• WORK TO COMPLETE: Where does the word "channel" appear in the entries below? Copy each line that holds it.

INFORMATION SUPPLIED Start Marker

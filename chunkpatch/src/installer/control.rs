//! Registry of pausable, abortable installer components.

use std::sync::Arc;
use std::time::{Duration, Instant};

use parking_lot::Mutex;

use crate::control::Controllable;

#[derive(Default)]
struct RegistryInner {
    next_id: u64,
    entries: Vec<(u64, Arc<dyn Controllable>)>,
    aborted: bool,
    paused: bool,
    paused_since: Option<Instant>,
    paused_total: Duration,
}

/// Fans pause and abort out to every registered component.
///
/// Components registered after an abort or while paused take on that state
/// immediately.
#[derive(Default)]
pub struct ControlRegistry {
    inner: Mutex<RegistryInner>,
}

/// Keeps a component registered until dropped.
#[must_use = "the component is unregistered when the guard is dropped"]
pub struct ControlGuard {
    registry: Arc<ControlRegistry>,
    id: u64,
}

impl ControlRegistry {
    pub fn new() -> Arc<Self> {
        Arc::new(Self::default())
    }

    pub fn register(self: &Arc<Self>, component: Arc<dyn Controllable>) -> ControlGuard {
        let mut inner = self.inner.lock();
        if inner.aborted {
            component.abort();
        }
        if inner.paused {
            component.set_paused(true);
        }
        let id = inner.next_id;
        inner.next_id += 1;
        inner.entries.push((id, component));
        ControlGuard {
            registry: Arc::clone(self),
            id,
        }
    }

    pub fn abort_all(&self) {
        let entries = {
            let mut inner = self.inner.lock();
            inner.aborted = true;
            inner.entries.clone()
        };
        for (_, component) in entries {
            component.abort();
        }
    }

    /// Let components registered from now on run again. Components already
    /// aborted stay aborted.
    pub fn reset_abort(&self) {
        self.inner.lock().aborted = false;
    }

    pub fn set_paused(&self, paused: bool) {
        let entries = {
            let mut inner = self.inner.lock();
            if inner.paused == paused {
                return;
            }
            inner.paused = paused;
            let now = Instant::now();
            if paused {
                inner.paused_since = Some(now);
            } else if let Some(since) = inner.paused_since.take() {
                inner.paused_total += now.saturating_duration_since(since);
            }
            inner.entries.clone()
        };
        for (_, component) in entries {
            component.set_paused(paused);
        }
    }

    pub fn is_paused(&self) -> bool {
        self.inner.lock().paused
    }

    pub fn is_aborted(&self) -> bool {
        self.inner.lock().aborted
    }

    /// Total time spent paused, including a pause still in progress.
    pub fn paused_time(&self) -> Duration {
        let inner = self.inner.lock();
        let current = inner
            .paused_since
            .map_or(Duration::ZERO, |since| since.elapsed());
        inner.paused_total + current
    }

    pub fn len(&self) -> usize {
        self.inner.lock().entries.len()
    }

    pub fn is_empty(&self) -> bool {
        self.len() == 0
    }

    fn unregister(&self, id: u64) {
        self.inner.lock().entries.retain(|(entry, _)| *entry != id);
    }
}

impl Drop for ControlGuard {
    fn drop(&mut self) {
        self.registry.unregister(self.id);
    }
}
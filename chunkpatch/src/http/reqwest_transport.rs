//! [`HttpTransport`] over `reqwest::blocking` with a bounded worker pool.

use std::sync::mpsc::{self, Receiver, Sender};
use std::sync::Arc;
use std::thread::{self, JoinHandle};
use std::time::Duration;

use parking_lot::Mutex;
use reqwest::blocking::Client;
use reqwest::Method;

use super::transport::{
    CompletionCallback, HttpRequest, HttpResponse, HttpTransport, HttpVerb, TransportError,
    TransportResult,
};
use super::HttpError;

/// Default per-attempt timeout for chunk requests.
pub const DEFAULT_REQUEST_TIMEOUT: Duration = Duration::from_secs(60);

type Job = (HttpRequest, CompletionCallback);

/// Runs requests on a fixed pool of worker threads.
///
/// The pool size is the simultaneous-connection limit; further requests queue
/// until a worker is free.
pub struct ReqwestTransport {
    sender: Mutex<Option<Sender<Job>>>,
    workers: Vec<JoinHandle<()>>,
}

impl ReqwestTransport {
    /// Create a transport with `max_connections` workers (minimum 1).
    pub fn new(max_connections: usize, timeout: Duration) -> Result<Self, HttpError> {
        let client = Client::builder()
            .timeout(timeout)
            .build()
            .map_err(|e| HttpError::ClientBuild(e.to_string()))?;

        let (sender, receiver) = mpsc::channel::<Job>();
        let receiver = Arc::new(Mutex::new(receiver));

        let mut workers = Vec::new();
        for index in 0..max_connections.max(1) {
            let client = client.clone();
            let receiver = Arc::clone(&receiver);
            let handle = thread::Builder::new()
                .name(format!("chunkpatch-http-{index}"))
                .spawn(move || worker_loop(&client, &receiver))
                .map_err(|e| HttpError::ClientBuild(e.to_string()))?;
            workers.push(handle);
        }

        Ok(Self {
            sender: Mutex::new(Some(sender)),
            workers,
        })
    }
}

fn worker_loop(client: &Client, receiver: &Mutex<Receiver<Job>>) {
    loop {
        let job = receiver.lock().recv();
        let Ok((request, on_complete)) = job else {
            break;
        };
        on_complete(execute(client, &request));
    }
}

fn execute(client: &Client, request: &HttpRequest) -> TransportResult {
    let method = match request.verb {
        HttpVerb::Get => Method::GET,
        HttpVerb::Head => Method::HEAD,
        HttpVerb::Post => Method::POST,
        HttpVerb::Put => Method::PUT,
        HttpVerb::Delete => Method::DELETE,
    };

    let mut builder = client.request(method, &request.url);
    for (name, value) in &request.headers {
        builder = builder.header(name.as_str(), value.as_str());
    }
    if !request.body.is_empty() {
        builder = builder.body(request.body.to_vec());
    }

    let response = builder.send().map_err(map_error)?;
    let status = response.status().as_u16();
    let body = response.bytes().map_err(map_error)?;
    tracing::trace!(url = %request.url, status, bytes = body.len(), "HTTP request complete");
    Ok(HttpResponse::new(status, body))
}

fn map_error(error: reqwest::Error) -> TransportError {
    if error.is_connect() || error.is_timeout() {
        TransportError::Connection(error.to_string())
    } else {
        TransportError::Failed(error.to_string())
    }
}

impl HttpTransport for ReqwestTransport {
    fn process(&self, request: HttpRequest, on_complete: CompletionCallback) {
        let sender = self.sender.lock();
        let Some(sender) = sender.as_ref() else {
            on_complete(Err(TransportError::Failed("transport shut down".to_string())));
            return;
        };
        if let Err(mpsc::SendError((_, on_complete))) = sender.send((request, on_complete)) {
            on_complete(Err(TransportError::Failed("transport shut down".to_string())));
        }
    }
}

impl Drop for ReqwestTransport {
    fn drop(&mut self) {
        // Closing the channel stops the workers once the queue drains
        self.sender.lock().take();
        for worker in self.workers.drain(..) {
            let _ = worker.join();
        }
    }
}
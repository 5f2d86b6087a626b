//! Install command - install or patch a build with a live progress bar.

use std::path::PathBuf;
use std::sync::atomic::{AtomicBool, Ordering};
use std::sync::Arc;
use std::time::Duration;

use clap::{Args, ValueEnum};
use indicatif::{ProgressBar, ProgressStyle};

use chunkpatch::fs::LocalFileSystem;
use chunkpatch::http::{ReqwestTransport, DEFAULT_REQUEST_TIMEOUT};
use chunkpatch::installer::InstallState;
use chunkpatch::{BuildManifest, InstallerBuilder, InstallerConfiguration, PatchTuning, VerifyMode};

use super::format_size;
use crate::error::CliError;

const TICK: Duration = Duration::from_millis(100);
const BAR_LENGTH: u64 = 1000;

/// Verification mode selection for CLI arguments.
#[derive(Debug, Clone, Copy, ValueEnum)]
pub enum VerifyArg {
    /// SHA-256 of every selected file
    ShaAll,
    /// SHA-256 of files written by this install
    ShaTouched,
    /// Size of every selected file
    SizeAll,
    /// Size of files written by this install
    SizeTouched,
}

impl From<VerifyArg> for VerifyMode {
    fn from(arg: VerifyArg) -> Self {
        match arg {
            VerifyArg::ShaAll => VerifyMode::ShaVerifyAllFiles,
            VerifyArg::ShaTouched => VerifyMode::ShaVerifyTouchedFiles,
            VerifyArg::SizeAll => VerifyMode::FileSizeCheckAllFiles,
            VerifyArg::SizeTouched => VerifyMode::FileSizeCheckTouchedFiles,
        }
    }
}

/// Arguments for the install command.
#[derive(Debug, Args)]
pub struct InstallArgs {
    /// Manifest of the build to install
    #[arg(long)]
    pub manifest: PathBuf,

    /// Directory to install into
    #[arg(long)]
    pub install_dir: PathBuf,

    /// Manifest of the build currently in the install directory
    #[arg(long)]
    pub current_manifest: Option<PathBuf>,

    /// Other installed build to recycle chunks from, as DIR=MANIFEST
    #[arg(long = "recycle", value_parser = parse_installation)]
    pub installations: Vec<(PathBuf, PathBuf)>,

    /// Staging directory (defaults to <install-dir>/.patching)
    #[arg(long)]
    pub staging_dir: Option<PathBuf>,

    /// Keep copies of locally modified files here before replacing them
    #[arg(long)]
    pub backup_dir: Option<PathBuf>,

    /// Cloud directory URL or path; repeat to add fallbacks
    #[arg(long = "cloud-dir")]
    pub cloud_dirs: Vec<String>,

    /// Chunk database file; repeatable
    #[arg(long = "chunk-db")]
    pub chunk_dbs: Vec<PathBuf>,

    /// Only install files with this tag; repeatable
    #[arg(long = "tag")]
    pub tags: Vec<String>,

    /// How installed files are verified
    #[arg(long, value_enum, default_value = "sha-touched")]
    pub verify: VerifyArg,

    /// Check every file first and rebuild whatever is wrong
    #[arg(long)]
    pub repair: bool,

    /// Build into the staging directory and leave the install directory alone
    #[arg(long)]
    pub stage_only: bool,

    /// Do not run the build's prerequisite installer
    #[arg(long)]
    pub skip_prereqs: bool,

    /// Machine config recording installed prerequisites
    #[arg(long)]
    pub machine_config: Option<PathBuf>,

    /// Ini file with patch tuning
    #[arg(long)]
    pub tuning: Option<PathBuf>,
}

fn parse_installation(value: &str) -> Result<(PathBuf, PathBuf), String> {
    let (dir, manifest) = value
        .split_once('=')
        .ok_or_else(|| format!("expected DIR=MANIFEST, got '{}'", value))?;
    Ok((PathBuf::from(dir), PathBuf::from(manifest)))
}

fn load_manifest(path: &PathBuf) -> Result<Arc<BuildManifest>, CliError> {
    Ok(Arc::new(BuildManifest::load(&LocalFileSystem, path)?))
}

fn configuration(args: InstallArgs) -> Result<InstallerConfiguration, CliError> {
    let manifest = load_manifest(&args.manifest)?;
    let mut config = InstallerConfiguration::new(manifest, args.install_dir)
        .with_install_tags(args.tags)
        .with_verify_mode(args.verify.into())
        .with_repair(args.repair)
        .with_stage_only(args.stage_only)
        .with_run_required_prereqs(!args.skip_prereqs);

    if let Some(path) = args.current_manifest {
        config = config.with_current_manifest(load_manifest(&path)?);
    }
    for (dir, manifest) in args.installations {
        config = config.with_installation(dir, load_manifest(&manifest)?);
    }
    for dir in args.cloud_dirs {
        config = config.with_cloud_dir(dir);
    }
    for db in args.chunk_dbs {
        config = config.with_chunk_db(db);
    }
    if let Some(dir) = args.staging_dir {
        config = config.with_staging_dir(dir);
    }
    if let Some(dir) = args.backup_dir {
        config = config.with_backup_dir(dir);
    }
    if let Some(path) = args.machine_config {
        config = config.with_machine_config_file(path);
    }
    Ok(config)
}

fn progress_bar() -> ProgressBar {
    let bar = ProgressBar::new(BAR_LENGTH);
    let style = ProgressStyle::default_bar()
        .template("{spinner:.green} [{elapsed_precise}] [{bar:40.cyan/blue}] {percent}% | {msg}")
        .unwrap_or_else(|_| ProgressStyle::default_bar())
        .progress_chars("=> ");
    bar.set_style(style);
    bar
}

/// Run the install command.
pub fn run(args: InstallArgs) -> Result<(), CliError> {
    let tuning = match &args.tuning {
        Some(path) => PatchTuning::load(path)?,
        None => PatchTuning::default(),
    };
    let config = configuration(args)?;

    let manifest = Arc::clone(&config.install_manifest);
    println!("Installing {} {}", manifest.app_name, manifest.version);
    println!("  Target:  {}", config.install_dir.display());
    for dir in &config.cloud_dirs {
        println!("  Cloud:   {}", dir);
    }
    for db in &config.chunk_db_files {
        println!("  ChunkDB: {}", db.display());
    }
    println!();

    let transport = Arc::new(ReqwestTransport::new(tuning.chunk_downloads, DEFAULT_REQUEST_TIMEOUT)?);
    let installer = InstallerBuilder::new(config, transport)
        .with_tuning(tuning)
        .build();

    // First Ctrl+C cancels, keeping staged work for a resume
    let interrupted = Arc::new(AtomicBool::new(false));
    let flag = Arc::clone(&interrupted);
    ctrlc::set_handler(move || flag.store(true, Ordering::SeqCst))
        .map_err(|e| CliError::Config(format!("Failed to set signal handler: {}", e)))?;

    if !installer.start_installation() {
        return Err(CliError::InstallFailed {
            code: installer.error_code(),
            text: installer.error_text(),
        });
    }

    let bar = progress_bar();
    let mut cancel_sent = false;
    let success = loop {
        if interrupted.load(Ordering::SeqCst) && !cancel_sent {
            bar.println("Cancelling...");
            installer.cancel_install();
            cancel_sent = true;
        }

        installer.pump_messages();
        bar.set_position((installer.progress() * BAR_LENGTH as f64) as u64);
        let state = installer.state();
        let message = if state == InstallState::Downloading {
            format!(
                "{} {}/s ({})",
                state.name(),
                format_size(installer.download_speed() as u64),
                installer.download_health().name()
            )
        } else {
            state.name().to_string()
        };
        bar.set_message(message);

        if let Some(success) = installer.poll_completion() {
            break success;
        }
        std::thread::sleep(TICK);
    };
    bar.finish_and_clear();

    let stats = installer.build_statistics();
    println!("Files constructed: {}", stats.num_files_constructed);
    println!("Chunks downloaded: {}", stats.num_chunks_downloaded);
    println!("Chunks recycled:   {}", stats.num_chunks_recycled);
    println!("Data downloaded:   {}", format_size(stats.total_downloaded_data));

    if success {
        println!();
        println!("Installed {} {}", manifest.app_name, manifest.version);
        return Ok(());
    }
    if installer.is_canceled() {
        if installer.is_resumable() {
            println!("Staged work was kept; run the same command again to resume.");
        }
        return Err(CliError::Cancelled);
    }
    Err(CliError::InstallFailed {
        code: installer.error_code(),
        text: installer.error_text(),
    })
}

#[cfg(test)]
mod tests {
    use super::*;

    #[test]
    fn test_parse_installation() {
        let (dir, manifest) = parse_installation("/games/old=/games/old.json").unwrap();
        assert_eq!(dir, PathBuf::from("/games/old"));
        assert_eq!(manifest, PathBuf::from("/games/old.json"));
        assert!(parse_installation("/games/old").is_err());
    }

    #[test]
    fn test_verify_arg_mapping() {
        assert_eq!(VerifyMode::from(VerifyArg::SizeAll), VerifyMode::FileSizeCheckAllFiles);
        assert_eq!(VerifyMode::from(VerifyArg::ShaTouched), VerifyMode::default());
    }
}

INFORMATION SUPPLIED End Marker
INFORMATION SUPPLIED Start Marker

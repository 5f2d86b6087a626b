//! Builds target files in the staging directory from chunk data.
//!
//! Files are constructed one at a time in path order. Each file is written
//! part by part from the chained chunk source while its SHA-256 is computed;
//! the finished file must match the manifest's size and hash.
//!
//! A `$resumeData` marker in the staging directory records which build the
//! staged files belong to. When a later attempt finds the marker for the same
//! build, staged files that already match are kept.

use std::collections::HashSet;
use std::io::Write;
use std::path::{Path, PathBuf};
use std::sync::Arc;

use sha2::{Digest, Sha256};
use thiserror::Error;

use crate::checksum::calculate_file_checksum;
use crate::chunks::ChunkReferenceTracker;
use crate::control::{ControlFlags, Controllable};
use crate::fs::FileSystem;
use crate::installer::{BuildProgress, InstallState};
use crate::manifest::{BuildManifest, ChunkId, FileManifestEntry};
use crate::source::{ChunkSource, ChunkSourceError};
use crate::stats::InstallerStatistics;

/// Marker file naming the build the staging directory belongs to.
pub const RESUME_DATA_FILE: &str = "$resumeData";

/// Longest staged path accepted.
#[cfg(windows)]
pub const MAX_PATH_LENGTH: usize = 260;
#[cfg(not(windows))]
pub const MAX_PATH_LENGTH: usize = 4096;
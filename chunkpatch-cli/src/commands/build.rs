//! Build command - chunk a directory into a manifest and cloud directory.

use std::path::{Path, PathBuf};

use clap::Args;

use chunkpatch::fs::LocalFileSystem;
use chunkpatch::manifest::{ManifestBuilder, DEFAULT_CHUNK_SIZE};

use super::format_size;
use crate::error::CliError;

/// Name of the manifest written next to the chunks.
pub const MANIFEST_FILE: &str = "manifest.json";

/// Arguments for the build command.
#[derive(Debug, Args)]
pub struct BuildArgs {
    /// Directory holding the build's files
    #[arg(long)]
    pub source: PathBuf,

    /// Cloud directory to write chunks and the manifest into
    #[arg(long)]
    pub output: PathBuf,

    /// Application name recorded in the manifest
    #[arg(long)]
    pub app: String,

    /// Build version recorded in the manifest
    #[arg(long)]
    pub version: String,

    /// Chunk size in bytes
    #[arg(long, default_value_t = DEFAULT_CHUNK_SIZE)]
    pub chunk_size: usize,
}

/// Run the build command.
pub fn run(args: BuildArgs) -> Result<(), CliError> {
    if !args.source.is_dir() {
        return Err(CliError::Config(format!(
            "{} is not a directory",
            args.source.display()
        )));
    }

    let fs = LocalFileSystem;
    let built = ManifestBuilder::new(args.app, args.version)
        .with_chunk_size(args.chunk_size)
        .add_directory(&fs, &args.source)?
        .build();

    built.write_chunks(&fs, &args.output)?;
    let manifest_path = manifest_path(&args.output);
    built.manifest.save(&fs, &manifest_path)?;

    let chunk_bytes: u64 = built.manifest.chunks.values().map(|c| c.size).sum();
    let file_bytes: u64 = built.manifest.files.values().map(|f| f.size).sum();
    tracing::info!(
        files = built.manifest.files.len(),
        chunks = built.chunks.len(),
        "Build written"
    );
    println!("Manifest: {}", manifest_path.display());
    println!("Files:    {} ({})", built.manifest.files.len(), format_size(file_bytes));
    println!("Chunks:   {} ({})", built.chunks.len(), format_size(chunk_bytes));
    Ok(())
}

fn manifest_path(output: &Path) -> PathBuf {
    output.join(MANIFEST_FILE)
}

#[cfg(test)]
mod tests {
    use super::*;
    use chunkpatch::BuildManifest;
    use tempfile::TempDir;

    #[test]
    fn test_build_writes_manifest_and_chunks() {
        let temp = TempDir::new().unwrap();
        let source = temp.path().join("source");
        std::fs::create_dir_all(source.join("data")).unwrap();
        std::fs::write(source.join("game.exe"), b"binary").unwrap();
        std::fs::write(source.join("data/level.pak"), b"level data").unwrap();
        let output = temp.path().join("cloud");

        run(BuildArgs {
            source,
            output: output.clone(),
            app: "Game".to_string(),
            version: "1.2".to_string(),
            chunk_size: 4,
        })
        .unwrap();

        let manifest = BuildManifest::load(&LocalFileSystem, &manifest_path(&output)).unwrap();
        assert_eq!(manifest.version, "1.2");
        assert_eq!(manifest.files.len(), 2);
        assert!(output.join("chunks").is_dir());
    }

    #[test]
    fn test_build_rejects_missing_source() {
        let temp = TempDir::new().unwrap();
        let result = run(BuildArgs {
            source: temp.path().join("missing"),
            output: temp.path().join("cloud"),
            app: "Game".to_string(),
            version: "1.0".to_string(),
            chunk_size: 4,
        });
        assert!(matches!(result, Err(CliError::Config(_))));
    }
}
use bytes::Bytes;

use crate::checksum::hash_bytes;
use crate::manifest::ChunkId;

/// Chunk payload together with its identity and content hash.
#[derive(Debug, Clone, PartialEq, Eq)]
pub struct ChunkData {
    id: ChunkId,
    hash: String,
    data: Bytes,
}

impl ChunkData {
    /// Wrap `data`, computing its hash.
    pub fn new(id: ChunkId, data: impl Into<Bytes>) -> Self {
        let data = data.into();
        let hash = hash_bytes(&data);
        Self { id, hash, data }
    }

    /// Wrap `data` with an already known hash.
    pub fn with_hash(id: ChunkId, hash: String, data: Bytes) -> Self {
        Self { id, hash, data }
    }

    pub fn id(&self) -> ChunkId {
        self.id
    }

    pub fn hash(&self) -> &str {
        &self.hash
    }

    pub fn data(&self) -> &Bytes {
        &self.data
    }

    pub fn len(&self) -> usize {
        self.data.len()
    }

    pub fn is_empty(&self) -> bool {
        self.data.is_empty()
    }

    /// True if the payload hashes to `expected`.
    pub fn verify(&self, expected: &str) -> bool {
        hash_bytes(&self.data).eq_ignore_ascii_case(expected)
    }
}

INFORMATION SUPPLIED End Marker
INFORMATION SUPPLIED Start Marker

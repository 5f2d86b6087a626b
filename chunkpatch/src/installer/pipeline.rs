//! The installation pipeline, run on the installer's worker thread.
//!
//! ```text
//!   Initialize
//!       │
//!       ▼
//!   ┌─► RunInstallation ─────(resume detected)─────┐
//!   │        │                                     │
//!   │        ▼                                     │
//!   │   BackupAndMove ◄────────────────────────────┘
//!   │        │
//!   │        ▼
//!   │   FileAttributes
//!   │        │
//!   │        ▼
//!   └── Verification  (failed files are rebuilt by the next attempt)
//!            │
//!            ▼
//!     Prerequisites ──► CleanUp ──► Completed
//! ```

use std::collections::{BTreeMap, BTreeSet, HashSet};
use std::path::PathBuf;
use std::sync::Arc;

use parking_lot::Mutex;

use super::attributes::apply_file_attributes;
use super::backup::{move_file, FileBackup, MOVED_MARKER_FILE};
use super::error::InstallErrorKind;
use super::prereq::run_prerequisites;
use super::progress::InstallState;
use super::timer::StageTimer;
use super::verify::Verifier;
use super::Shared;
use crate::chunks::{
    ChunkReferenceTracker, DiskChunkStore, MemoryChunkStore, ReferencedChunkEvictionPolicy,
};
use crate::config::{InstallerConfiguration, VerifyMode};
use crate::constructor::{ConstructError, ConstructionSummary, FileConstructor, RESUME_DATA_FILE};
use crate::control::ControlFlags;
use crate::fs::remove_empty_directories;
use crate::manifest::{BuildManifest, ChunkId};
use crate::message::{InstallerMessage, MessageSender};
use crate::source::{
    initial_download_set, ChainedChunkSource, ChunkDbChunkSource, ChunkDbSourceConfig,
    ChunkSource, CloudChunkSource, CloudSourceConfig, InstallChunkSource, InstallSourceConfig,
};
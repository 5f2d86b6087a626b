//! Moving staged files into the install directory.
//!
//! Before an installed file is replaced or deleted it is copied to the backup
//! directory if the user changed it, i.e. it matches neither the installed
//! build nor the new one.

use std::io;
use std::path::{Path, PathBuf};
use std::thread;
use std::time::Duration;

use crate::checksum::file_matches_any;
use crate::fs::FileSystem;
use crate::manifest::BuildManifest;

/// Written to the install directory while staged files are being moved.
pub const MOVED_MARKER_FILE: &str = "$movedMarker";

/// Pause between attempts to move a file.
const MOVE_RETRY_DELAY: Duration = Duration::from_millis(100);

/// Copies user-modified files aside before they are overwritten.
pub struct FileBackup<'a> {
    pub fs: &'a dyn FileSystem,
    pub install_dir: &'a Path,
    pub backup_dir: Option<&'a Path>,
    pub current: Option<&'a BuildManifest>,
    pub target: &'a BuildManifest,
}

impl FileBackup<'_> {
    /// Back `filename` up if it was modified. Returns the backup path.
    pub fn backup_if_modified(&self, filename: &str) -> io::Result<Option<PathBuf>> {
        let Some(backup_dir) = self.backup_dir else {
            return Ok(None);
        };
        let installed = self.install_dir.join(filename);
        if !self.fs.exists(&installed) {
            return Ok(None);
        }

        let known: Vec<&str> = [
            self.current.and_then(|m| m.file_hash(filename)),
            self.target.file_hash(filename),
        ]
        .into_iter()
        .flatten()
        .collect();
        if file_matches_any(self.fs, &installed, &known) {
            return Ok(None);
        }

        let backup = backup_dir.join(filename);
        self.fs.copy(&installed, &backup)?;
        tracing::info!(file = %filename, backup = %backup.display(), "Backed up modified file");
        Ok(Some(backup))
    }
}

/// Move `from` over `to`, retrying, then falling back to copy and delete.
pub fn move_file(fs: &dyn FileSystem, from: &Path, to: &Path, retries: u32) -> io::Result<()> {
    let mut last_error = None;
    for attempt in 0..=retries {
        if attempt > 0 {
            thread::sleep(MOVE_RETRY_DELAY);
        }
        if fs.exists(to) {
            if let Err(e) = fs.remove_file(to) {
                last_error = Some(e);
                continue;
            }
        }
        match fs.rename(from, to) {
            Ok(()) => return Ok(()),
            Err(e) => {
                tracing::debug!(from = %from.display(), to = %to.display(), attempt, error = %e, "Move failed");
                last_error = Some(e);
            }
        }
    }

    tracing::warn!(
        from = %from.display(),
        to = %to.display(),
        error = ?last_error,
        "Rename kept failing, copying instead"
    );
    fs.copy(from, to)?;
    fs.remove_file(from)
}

INFORMATION SUPPLIED End Marker

• SOLUTION TO THE PROBLEM:
        let (sender, receiver) = mpsc::channel::<Job>();
        // Closing the channel stops the workers once the queue drains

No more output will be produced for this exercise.